Wednesday, November 18, 2015

Good News, as These Things Go

I had my MRI today. More about that below because OH MY GOD DID THAT SUCK. But it's done and they have the results back.

They found no evidence of any cancer beyond the known site. So that is good news. I'm sure they have to throw in a disclaimer about nothing being a 100% guarantee, blah blah blah blah, but the upshot is that all evidence to this point indicates I am not riddled with tumors. I have one cancerous tumor, in one spot, and they know where it is, and it's a really sluggish one that isn't doing much. Kind of like most of the Browns' wide receivers, but a good quality in a cancerous tumor (I'm going to try to get in one obligatory dumb sports crack in each of these posts just to see if I can).

I also had a blood draw for some genetic testing. I may get some disquieting results from that, which may mean a change of plans, but for now my treatment is going to be a lumpectomy plus radiation. As long as no troublesome cells show up when they test the sentinel lymph node during surgery, I won't need chemotherapy, and will simply have to rely on the Browns and Johnny Manziel to cause me to vomit and lose my hair. If I do have to have chemo, I will want a) henna tattoos on my head, and b) an Uma Thurman Pulp Fiction wig, because if you have cancer you get to have whatever stupid-ass thing you want.
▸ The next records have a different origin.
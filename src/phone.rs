//! Phone input formatting

/// Domestic trunk prefix, rewritten to the country code
const TRUNK_PREFIX: char = '8';
/// Country code that triggers the display mask
const COUNTRY_CODE: char = '7';

/// Reshape raw phone input into the display pattern `+7 (XXX) XXX-XX-XX`.
///
/// All non-digit characters are dropped. A leading `8` becomes `7`. Numbers
/// starting with `7` are masked positionally: short input yields truncated
/// groups with the separators still in place, and digits past the eleventh are
/// discarded. Anything else comes back as bare digits. This says nothing about
/// validity.
pub fn format_phone_input(raw: &str) -> String {
    let mut digits: Vec<char> = raw.chars().filter(|c| c.is_ascii_digit()).collect();

    match digits.first() {
        None => return String::new(),
        Some(&TRUNK_PREFIX) => digits[0] = COUNTRY_CODE,
        Some(_) => {}
    }

    if digits[0] != COUNTRY_CODE {
        return digits.into_iter().collect();
    }

    format!(
        "+{} ({}) {}-{}-{}",
        COUNTRY_CODE,
        group(&digits, 1, 4),
        group(&digits, 4, 7),
        group(&digits, 7, 9),
        group(&digits, 9, 11),
    )
}

/// Drop the last digit of a masked phone value along with the separators after it
pub fn drop_last_digit(value: &str) -> String {
    let mut kept = value
        .trim_end_matches(|c: char| !c.is_ascii_digit())
        .to_string();
    kept.pop();
    kept
}

/// Slice `digits[start..end]`, clamped to what is available
fn group(digits: &[char], start: usize, end: usize) -> String {
    let end = end.min(digits.len());
    let start = start.min(end);
    digits[start..end].iter().collect()
}
//! Vet call form - controller for the home vet-visit request mini-app
//!
//! The controller validates and submits the request through an injected
//! host environment. A Ratatui-based terminal host lets the form run
//! outside the messaging client.

pub mod app;
pub mod bindings;
pub mod config;
pub mod controller;
pub mod error;
pub mod host;
pub mod payload;
pub mod phone;
pub mod platform;
pub mod state;
pub mod theme;
pub mod ui;
pub mod validation;

pub use controller::FormController;
pub use error::{FormError, HostError};
pub use host::HostEnvironment;
pub use payload::SubmissionPayload;
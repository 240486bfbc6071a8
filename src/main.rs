//! Terminal preview of the vet call form
//!
//! Runs the form controller against the terminal host and prints every
//! submitted message to stdout once the view closes.

use anyhow::Result;
use crossterm::{
    event::{self, Event, KeyEventKind},
    execute,
    terminal::{disable_raw_mode, enable_raw_mode, EnterAlternateScreen, LeaveAlternateScreen},
};
use ratatui::{backend::CrosstermBackend, Terminal};
use std::io;
use std::time::Duration;
use tracing_subscriber::{layer::SubscriberExt, util::SubscriberInitExt};
use vet_call_form::app::App;
use vet_call_form::config::FormConfig;

#[tokio::main(flavor = "current_thread")]
async fn main() -> Result<()> {
    // Initialize logging
    tracing_subscriber::registry()
        .with(
            tracing_subscriber::EnvFilter::try_from_default_env()
                .unwrap_or_else(|_| "vet_call_form=info".into()),
        )
        .with(tracing_subscriber::fmt::layer().with_writer(io::stderr))
        .init();

    let config = FormConfig::load()?;

    // Setup terminal
    enable_raw_mode()?;
    let mut stdout = io::stdout();
    execute!(stdout, EnterAlternateScreen)?;
    let backend = CrosstermBackend::new(stdout);
    let terminal = Terminal::new(backend)?;

    let result = match App::new(terminal, config) {
        Ok(mut app) => run_app(&mut app).await.map(|()| app),
        Err(e) => Err(e),
    };

    // Restore terminal
    disable_raw_mode()?;
    execute!(io::stdout(), LeaveAlternateScreen, crossterm::cursor::Show)?;

    // Handle any errors
    match result {
        Ok(app) => {
            for message in app.controller.host().take_outbox() {
                println!("{message}");
            }
        }
        Err(err) => {
            eprintln!("Error: {err:?}");
            std::process::exit(1);
        }
    }

    Ok(())
}

async fn run_app<B: ratatui::backend::Backend + Send>(app: &mut App<B>) -> Result<()> {
    while !app.should_quit() {
        app.draw()?;

        if event::poll(Duration::from_millis(100))? {
            match event::read()? {
                Event::Key(key) if key.kind == KeyEventKind::Press => {
                    app.handle_key(key).await?;
                }
                Event::Resize(_width, _height) => {
                    app.handle_resize().await;
                }
                _ => {}
            }
        }
    }
    Ok(())
}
Also, now is the part where I talk about the MRI, which by the way sucked. It was awful. I didn't mind the confined space--I'm not claustrophobic. I didn't mind the loud, weird, bizarrely repetitive noises. It just made me think of being in a dance club somewhere. Really if they'd just given me a whiskey sour or a margarita I might have been OK but nnnooooooo. No, that part that was bad was that I had both my arms up over my head and was lying face down in the machine. If I'd been lying on my back with my arms at my sides, I'd have been fine. I could have gone on twice as long. But that was....excruciating, really. I was fine for 10 minutes, but the MRI was 20 minutes long. Hell, I didn't flinch when I got tattooed for two hours. But after 10 minutes of this bullshit I was really uncomfortable. And once you're uncomfortable in that kind of a position, in an enclosed space with loud noises all around you, your head really starts screwing with you. After about 13-14 minutes I was asking them to stop or pause just so I could put my arms down for 30 seconds and re-position myself. This was not an option. Then my face muscles started twitching. I started being afraid I was going to drool in the machine and screw up the results. Another 3 minutes into it and I was ready to start reminding them loudly that the Geneva Convention says that forcing the body into stress positions is an internationally-recognized form of torture AND I AM TOTALLY SERIOUS, SHUT UP! Really, if I'm going to be having a lot more of these stupid things (and I suspect I am), we're going to have to find a way to work this out.

Anyway, surgery tentatively scheduled for December 8. Go Packers. Go Browns.

2 comments:

Anonymous said...

Don't worry. Johnny Football will certainly cause you to vomit!

Jay Furr said...

Man. That has to have sucked. Chris wasn't able to keep you entertained by telling you all about diffraction gratings?